# PROBLEM REQUIREMENTS:
Every line containing "UseAi" should be identified and copied from the data below.
───── PROVIDED RECORDS ─────
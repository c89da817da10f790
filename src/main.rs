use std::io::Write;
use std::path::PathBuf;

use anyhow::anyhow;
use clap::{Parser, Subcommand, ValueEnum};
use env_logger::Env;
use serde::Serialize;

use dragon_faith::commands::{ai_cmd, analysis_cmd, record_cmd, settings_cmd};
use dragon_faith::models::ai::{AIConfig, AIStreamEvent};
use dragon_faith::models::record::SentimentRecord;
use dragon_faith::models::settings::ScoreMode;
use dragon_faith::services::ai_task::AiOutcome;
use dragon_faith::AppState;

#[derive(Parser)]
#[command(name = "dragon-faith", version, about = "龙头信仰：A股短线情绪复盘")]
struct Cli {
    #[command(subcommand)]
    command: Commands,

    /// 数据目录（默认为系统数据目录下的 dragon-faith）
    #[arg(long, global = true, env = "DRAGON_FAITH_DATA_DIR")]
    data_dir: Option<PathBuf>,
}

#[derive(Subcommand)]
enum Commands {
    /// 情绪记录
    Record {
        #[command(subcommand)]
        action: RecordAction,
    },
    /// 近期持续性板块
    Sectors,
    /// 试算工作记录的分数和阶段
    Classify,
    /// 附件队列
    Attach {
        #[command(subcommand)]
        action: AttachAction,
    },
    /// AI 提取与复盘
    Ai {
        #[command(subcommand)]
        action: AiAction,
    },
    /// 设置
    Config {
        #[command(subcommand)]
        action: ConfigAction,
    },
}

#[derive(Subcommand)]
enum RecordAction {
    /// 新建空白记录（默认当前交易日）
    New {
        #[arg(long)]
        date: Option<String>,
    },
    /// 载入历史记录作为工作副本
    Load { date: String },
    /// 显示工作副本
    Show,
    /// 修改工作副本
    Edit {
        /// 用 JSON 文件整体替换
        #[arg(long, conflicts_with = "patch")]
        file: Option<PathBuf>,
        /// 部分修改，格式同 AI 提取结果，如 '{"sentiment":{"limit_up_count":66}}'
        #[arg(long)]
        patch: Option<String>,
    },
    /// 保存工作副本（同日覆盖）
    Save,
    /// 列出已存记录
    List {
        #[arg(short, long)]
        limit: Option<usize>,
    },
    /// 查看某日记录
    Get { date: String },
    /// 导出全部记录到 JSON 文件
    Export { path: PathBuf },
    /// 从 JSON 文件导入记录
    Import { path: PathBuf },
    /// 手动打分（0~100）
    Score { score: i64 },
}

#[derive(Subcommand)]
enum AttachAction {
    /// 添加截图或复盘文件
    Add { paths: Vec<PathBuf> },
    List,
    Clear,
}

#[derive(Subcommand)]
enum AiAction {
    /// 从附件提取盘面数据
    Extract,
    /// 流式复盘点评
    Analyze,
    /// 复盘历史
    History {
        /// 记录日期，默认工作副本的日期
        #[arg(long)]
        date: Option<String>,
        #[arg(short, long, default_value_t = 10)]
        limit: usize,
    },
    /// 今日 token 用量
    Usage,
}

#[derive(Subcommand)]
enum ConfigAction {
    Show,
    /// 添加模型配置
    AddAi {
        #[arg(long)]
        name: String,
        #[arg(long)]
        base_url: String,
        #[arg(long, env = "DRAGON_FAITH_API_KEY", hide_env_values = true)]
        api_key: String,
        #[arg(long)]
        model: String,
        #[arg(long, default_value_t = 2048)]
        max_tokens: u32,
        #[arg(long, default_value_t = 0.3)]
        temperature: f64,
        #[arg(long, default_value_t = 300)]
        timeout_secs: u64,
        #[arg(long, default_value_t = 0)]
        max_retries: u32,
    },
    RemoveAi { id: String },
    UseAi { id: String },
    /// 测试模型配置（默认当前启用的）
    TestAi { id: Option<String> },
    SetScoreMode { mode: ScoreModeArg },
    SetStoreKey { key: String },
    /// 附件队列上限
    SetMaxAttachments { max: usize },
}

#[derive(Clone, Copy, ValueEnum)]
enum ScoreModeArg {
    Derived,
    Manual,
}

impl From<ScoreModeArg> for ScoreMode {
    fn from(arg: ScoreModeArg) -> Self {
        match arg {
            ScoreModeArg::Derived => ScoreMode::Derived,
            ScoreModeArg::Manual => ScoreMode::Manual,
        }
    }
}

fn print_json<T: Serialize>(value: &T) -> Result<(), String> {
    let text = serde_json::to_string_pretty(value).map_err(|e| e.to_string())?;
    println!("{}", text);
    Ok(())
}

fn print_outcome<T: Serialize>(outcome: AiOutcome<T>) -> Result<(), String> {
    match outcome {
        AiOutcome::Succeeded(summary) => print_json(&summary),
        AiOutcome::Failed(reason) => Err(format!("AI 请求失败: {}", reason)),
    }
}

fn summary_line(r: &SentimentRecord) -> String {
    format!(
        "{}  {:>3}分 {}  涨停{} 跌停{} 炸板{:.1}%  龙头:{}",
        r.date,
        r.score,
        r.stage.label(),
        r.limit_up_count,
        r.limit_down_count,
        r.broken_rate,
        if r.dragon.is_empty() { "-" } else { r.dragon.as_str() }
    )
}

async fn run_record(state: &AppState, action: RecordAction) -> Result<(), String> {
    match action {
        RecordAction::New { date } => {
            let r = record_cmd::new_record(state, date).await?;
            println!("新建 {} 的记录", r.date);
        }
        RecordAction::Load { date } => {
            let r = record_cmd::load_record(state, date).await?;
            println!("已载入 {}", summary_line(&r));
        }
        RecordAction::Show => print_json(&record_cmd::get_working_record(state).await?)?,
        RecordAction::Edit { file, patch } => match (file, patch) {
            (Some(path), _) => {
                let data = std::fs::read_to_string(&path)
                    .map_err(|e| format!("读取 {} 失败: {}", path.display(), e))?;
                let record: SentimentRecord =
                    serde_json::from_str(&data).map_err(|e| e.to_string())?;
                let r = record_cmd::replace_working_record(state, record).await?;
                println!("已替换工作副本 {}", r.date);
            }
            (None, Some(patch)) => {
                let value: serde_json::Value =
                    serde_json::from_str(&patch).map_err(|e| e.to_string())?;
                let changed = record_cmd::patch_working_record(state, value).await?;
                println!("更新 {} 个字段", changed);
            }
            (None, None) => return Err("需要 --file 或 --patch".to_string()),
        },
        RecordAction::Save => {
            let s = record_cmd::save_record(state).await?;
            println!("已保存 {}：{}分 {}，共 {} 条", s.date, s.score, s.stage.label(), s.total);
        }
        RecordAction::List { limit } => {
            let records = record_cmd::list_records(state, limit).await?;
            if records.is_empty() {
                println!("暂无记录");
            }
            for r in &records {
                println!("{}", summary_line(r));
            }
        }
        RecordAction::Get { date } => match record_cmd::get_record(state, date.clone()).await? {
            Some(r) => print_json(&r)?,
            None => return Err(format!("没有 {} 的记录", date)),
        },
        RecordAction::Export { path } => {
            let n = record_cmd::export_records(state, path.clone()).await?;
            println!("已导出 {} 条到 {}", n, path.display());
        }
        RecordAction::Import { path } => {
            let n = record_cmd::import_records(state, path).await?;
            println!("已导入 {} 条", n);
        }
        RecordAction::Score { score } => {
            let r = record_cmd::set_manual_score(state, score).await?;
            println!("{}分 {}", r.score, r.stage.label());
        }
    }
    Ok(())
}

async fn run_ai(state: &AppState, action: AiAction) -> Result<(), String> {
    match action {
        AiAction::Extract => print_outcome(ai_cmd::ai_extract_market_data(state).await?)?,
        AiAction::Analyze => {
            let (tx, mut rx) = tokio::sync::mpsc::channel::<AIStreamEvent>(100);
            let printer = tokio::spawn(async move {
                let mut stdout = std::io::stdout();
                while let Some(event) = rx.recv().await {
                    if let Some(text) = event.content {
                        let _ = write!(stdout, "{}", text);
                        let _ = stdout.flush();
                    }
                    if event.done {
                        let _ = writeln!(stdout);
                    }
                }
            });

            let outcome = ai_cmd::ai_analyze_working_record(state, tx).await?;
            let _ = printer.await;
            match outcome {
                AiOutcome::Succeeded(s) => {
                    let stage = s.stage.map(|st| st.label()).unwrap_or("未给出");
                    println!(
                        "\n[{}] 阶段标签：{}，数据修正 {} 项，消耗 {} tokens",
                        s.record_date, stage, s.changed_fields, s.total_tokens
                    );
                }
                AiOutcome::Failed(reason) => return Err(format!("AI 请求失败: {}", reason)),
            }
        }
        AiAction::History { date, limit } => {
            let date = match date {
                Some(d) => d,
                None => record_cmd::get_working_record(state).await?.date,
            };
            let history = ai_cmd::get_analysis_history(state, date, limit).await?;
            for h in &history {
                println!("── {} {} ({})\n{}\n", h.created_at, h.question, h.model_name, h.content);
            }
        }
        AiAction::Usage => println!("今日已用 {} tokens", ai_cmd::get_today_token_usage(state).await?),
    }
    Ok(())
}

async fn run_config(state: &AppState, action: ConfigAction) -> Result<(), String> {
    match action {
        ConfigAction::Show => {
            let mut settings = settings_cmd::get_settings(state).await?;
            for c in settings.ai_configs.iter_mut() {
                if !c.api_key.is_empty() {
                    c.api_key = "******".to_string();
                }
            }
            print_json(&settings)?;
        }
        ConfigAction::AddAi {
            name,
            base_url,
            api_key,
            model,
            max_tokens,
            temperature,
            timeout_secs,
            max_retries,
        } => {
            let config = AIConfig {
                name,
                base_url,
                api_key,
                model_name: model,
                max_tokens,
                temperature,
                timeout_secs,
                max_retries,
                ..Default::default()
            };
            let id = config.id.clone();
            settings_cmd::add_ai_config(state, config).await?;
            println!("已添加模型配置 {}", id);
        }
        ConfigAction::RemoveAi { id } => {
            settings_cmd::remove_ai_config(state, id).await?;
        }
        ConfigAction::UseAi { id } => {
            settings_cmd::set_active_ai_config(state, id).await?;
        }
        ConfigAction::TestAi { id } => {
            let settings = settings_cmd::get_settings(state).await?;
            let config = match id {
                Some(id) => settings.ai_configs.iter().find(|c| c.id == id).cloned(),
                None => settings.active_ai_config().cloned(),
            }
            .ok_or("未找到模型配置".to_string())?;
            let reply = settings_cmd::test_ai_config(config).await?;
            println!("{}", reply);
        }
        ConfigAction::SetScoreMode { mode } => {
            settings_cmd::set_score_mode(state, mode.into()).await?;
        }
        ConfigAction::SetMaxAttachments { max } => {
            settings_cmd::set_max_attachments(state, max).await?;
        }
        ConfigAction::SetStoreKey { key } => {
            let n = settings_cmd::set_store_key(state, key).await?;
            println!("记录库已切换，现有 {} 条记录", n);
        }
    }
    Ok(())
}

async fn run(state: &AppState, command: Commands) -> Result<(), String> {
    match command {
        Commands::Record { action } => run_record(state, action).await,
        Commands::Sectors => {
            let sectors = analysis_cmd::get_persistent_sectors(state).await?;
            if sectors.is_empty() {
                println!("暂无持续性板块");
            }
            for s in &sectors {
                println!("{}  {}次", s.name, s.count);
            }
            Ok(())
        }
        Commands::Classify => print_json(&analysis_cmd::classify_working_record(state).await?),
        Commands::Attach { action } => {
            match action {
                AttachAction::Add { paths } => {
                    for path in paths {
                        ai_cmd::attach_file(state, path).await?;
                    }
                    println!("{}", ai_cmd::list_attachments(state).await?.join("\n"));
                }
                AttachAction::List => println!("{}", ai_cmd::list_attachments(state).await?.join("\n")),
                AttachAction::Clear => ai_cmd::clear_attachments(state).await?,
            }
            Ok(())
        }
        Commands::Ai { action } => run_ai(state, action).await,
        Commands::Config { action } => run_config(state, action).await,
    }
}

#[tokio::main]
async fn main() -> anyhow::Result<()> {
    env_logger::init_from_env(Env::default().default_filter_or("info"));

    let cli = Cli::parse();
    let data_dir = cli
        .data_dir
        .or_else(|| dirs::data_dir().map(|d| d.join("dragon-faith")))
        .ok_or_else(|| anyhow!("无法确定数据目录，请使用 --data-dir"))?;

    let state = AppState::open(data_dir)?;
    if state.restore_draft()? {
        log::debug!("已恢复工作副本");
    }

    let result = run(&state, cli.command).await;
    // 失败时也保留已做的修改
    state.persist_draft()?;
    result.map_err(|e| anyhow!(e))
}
─────
───── PROVIDED RECORDS ─────
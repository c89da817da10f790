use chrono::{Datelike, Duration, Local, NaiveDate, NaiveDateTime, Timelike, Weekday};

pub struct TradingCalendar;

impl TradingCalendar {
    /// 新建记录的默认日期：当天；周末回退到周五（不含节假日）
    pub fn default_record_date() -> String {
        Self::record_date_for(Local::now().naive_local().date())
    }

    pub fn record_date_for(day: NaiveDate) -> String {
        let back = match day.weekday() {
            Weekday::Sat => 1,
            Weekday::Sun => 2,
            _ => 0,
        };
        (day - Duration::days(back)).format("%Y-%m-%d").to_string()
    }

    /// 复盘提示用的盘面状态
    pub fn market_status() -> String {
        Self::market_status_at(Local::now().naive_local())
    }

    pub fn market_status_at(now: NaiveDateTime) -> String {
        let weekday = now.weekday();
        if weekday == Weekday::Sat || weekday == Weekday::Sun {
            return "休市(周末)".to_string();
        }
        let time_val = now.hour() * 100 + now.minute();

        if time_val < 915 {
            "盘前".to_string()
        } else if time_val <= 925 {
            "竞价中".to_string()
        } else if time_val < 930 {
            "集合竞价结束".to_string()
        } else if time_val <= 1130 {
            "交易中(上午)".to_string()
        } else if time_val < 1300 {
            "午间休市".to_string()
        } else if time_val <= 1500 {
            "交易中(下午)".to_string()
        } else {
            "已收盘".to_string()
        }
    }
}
─────
# ANSWER FOR THE TASK:
    UseAi { id: String },
        ConfigAction::UseAi { id } => {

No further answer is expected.